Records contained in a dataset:
BEGIN

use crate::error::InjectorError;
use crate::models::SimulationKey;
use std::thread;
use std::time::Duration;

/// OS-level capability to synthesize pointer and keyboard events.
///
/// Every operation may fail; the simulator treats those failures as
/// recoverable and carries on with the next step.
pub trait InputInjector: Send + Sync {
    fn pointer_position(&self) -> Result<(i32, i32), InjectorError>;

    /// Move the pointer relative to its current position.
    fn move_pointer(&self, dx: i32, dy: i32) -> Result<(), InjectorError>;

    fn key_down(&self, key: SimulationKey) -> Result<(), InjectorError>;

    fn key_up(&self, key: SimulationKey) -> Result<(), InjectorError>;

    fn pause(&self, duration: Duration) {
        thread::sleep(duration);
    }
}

END
BEGIN

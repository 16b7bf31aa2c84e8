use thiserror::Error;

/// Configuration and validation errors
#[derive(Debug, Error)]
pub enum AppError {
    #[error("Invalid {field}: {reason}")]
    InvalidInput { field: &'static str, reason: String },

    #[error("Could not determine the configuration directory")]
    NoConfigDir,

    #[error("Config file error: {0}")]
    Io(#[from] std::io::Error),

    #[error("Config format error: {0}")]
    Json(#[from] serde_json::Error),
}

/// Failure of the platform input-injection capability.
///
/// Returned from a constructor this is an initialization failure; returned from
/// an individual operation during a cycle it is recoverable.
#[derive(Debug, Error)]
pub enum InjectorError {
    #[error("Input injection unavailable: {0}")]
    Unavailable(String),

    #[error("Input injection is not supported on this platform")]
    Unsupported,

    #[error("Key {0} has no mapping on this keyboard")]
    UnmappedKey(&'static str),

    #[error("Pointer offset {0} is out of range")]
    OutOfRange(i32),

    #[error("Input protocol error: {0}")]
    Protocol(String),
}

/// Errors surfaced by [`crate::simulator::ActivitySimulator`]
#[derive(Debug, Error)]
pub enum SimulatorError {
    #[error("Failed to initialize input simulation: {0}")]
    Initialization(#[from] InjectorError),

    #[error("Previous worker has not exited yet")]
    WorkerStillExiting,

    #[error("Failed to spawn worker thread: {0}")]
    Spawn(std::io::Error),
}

END

WHAT YOU ARE ASKED TO DO:
Scan the entries above for the line containing "use crate::error::InjectorError;", and copy it and all lines after it exactly, down to and including the line containing "the next step.".

TASK ANSWER:
use crate::error::InjectorError;
use crate::models::SimulationKey;
use std::thread;
use std::time::Duration;

/// OS-level capability to synthesize pointer and keyboard events.
///
/// Every operation may fail; the simulator treats those failures as
/// recoverable and carries on with the next step.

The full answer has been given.